PolyK Adjustment for Early Mortality¶
Often, in cancer bioassays, exposure to the carcinogen of interest will result in differential survival across exposure groups, with animals in higher exposure groups dying for frequently and at earlier time points. If this is not taken into account, the unadjusted data will underestimate the true proportion of animals developing the tumor of incidence and risks will be also be underestimated. See BMDS User Guide for full details on the PolyK adjustment methods.

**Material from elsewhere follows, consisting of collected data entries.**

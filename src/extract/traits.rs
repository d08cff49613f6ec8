//! The uniform extraction contract implemented by every format extractor.

use std::path::Path;

use super::dwarf::DebugInfo;
use super::reader::{self, Artifact};
use super::types::{
    Architecture, BuildInfo, DependencyInfo, ExtractResult, ExtractedArtifact, SectionInfo,
    SymbolInfo, VendorInfo,
};
use crate::utils::sha256_hex;

/// Header-level facts gathered in one pass.
#[derive(Debug, Clone, Default)]
pub struct HeaderInfo {
    pub architectures: Vec<Architecture>,
    pub build_info: BuildInfo,
    pub vendor: VendorInfo,
}

/// Capability set of a binary format extractor.
///
/// Implementations hold no mutable state and can be shared across worker
/// threads. Every method takes an already-opened [`Artifact`] so one file is
/// read once, however many queries run over it.
pub trait BinaryExtractor: Send + Sync {
    /// Human-readable format name (e.g. "ELF").
    fn format_name(&self) -> &'static str;

    /// Dispatch priority. Lower values are tried first.
    fn priority(&self) -> u32;

    /// Pure magic-number check over the leading bytes of a file.
    fn matches_magic(&self, header: &[u8]) -> bool;

    /// Cheap check of a path. Never fails: unreadable input yields `false`.
    fn can_handle(&self, path: &Path) -> bool {
        reader::read_prefix(path).is_ok_and(|header| self.matches_magic(&header))
    }

    fn extract_symbols(&self, artifact: &Artifact) -> ExtractResult<Vec<SymbolInfo>>;

    fn extract_sections(&self, artifact: &Artifact) -> ExtractResult<Vec<SectionInfo>>;

    /// Embedded version, if any. Absence is `Ok(None)`, not an error.
    fn extract_version(&self, artifact: &Artifact) -> ExtractResult<Option<String>>;

    /// Libraries named in dynamic-link metadata, normalized.
    fn extract_dependencies(&self, artifact: &Artifact) -> ExtractResult<Vec<DependencyInfo>>;

    fn extract_functions(&self, _artifact: &Artifact) -> ExtractResult<Vec<String>> {
        Ok(Vec::new())
    }

    fn extract_compile_units(&self, _artifact: &Artifact) -> ExtractResult<Vec<String>> {
        Ok(Vec::new())
    }

    fn extract_source_files(&self, _artifact: &Artifact) -> ExtractResult<Vec<String>> {
        Ok(Vec::new())
    }

    /// Functions, compile units and source files together.
    ///
    /// Formats that carry DWARF override this to read the debug sections once
    /// and answer the three single queries from it.
    fn extract_debug_info(&self, artifact: &Artifact) -> ExtractResult<DebugInfo> {
        Ok(DebugInfo {
            compile_units: self.extract_compile_units(artifact)?,
            source_files: self.extract_source_files(artifact)?,
            functions: self.extract_functions(artifact)?,
        })
    }

    /// Architectures, build id, file kind and vendor strings.
    fn extract_header(&self, artifact: &Artifact) -> ExtractResult<HeaderInfo>;

    /// Nested files (archive members). Empty for single-object formats.
    fn extract_members(&self, _artifact: &Artifact) -> ExtractResult<Vec<ExtractedArtifact>> {
        Ok(Vec::new())
    }

    /// Run every query and assemble a self-contained result.
    ///
    /// Header, symbol, section, version and dependency failures fail the
    /// file. Debug-info failures are recorded as diagnostics.
    fn extract(&self, artifact: &Artifact) -> ExtractResult<ExtractedArtifact> {
        assemble(self, artifact)
    }
}

/// Body of [`BinaryExtractor::extract`], callable from overriding impls.
pub(crate) fn assemble<E: BinaryExtractor + ?Sized>(
    extractor: &E,
    artifact: &Artifact,
) -> ExtractResult<ExtractedArtifact> {
    let header = extractor.extract_header(artifact)?;
    let symbols = extractor.extract_symbols(artifact)?;
    let sections = extractor.extract_sections(artifact)?;
    let version = extractor.extract_version(artifact)?;
    let dependencies = extractor.extract_dependencies(artifact)?;
    let members = extractor.extract_members(artifact)?;

    let mut diagnostics = Vec::new();
    let debug = extractor.extract_debug_info(artifact).unwrap_or_else(|err| {
        tracing::debug!("skipping debug info: {err}");
        diagnostics.push(format!("debug info: {}", err.kind));
        DebugInfo::default()
    });

    Ok(ExtractedArtifact {
        path: artifact.path().to_path_buf(),
        format: extractor.format_name().to_string(),
        file_size: artifact.len() as u64,
        checksum: sha256_hex(artifact.bytes()),
        architectures: header.architectures,
        build_info: header.build_info,
        vendor: header.vendor,
        version,
        symbols,
        sections,
        dependencies,
        functions: debug.functions,
        compile_units: debug.compile_units,
        source_files: debug.source_files,
        members,
        diagnostics,
    })
}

Consider a tumor dataset saved as a CSV with dose, day of death, and tumor status (i.e., 1 = has tumor and 0 = no tumor):
import pandas as pd
df = pd.read_csv('data/example-polyk.csv')
df.head()
dose | day | has_tumor | |
---|---|---|---|
0 | 0.0 | 452 | 0 |
1 | 0.0 | 535 | 0 |
2 | 0.0 | 553 | 0 |
3 | 0.0 | 570 | 0 |
4 | 0.0 | 596 | 0 |
The PolyK adjustment can be run by calling the PolyKAdjustment class. Note that the columns in your csv corresponding to doses
, days
, and has_tumor
variables must be defined. The polynomial degree (k
) can be set by the user, but the method defaults to a value of 3. The maximum number of days on test in the bioassay (max_days
) can also be manually defined by the user, but this variable will automatically be set to the highest value in the days
column otherwise.
from pybmds.datasets.transforms.polyk import PolyKAdjustment
# Define which columns in the dataframe correspond to dose, time (day), and response (has_tumor)
doses = df["dose"].tolist()
days = df["day"].tolist()
has_tumor = df["has_tumor"].tolist()
# Create an instance of PolyKAdjustment
poly_k = PolyKAdjustment(
doses=doses,
day=days,
has_tumor=has_tumor,
k=3, # Optional, default is 3
max_day=None, # Optional, will use max day from data if None
dose_units="",
dose_name="Dose",
time_units="days"
)
# Print summary table to see adjusted N and proportions
print(poly_k.summary)
# Plot summary figure
fig1 = poly_k.summary_figure()
fig2 = poly_k.tumor_incidence_figure()
dose n adj_n incidence proportion adj_proportion
0 0.0 50.0 42.421583 6.0 0.12 0.141437
1 12.8 50.0 42.303325 12.0 0.24 0.283666
2 32.0 50.0 40.347370 23.0 0.46 0.570050
3 80.0 50.0 42.144682 28.0 0.56 0.664378


The adjusted Ns and original incidence values can now be used in a MultistageCancer
or Multitumor
analysis and the resulting BMD, BMDL, and cancer slope factor will reflect the increased proportion of tumor-bearing animals due to differential survival across dose groups.